Would he have recognised The Savoy of today? Certainly – some things remain constant in an uncertain world. Its Canadian operators, Fairmont, have recently re-opened after a three-year renovation project costing something in the region of £220m. They’ve polished this temple to opulence until it sparkles. Basically, they’ve taken the best and made it even better.
But they’ve kept all the Savoy’s greatest hits – the glorious Art Deco and Edwardian features, the famous Grill, the American Bar, the meeting rooms where Churchill lunched with his wartime Cabinet colleagues and the cheeky-chappy liveried doormen who greet you so cheerily as you bowl in from The Strand.
And its marbled halls still echo with history, a history that has links with the north west.
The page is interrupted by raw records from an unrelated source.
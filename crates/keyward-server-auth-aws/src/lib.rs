// Copyright (c) 2025 Geoffrey Huntley <ghuntley@ghuntley.com>. All rights reserved.
// SPDX-License-Identifier: Proprietary

//! AWS authentication for keyward.
//!
//! Two login methods share one mount:
//!
//! - **ec2**: a PKCS#7-signed instance identity document, optionally narrowed
//!   by an HMAC-signed role tag read from the instance's EC2 tags. Accepted
//!   identities are recorded in a whitelist that rejects replays.
//! - **iam**: a presigned `sts:GetCallerIdentity` request that keyward forwards
//!   to STS; the returned principal must match the role's bound ARN.
//!
//! Mount paths:
//!
//! | Path | Operations |
//! |------|------------|
//! | `login` | write |
//! | `config/client` | read, write, delete |
//! | `config/certificate/<name>` | read, write, delete |
//! | `config/certificates` | list |
//! | `config/sts/<account_id>` | list, read, write, delete |
//! | `config/tidy/<kind>` | read, write, delete |
//! | `role/<name>` | list, read, write, delete |
//! | `role/<name>/tag` | write |
//! | `identity-whitelist/<instance_id>` | list, read, delete |
//! | `roletag-blacklist/<tag>` | list, read, write, delete |
//! | `tidy/<kind>` | write |

pub mod arn;
pub mod backend;
pub mod client_cache;
pub mod config;
pub mod credentials;
pub mod enforcer;
pub mod instance;
pub mod ledger;
mod login;
mod paths;
pub mod pkcs7;
pub mod query;
pub mod role;
pub mod sigv4;
pub mod sts;
pub mod tag;
pub mod tidy;

pub use backend::AwsBackend;
pub use client_cache::{ClientCache, ClientCacheKey};
pub use config::{ClientConfig, TrustStore};
pub use instance::{InstanceApi, InstanceApiFactory, InstanceDescription};
pub use ledger::{ReplayLedger, WhitelistEntry};
pub use role::{AuthType, AwsBindings, AwsRole};
pub use tag::RoleTag;
pub use tidy::{TidyKind, TidyOutcome, TidyWorker};
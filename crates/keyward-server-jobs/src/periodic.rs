// Copyright (c) 2025 Geoffrey Huntley <ghuntley@ghuntley.com>. All rights reserved.
// SPDX-License-Identifier: Proprietary

//! The host tick that gives each mounted backend a chance to do housekeeping.

use async_trait::async_trait;
use keyward_server_auth::Backend;
use std::sync::Arc;
use tracing::warn;

use crate::context::JobContext;
use crate::error::JobError;
use crate::job::Job;
use crate::types::JobOutput;

pub const PERIODIC_TICK_JOB_ID: &str = "periodic-tick";

/// Calls [`Backend::periodic`] on every mount in turn. A failing backend is
/// logged and does not stop the others.
pub struct PeriodicTickJob {
	mounts: Vec<(String, Arc<dyn Backend>)>,
}

impl PeriodicTickJob {
	pub fn new(mounts: Vec<(String, Arc<dyn Backend>)>) -> Self {
		Self { mounts }
	}
}

#[async_trait]
impl Job for PeriodicTickJob {
	fn id(&self) -> &str {
		PERIODIC_TICK_JOB_ID
	}

	fn name(&self) -> &str {
		"Periodic tick"
	}

	fn description(&self) -> &str {
		"Runs background maintenance, such as tidy sweeps, for every mounted auth backend"
	}

	async fn run(&self, ctx: &JobContext) -> Result<JobOutput, JobError> {
		let mut failed = Vec::new();
		for (path, backend) in &self.mounts {
			if ctx.cancellation_token.is_cancelled() {
				return Err(JobError::Cancelled);
			}
			if let Err(e) = backend.periodic().await {
				warn!(mount = %path, backend = backend.backend_type(), error = %e, "periodic tick failed");
				failed.push(path.clone());
			}
		}

		let metadata = serde_json::json!({
			"mounts": self.mounts.len(),
			"failed": failed,
		});
		if failed.is_empty() {
			Ok(JobOutput::new(format!("ticked {} mounts", self.mounts.len())).with_metadata(metadata))
		} else {
			Err(JobError::failed(
				format!("periodic tick failed for {}", failed.join(", ")),
				false,
			))
		}
	}
}

#[cfg(test)]
mod tests {
	use super::*;
	use crate::context::CancellationToken;
	use crate::types::TriggerSource;
	use keyward_server_auth::{Auth, AuthError, AuthResult, Request, Response};
	use std::sync::atomic::{AtomicU32, Ordering};

	struct Counting {
		ticks: AtomicU32,
		fail: bool,
	}

	#[async_trait]
	impl Backend for Counting {
		fn backend_type(&self) -> &'static str {
			"counting"
		}

		async fn handle(&self, _request: Request) -> AuthResult<Response> {
			Ok(Response::empty())
		}

		async fn renew(&self, auth: &Auth) -> AuthResult<Auth> {
			Ok(auth.clone())
		}

		async fn periodic(&self) -> AuthResult<()> {
			self.ticks.fetch_add(1, Ordering::SeqCst);
			if self.fail {
				Err(AuthError::internal("sweep failed"))
			} else {
				Ok(())
			}
		}
	}

	fn ctx() -> JobContext {
		JobContext::new("run", TriggerSource::Manual, CancellationToken::new())
	}

	#[tokio::test]
	async fn ticks_every_mount_even_after_a_failure() {
		let broken = Arc::new(Counting { ticks: AtomicU32::new(0), fail: true });
		let healthy = Arc::new(Counting { ticks: AtomicU32::new(0), fail: false });
		let job = PeriodicTickJob::new(vec![
			("aws".into(), broken.clone() as Arc<dyn Backend>),
			("chef".into(), healthy.clone() as Arc<dyn Backend>),
		]);

		let err = job.run(&ctx()).await.unwrap_err();
		assert!(err.to_string().contains("aws"), "{err}");
		assert_eq!(broken.ticks.load(Ordering::SeqCst), 1);
		assert_eq!(healthy.ticks.load(Ordering::SeqCst), 1);
	}

	#[tokio::test]
	async fn cancelled_tick_stops_early() {
		let healthy = Arc::new(Counting { ticks: AtomicU32::new(0), fail: false });
		let job = PeriodicTickJob::new(vec![("chef".into(), healthy.clone() as Arc<dyn Backend>)]);
		let ctx = ctx();
		ctx.cancellation_token.cancel();
		assert!(matches!(job.run(&ctx).await, Err(JobError::Cancelled)));
		assert_eq!(healthy.ticks.load(Ordering::SeqCst), 0);
	}
}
The Savoy Palace was built by a nobleman in the 13th century. It later became home to John of Gaunt, the Duke of Lancaster, but it didn’t survive the Peasant’s Revolt. However, the estate remains part of the Duchy of Lancaster.
Centuries later impresario Richard D’Oyly Carte began a 20-year association with Gilbert and Sullivan that was so successful he built his own venue, The Savoy Theatre, just to stage their wildly popular operas.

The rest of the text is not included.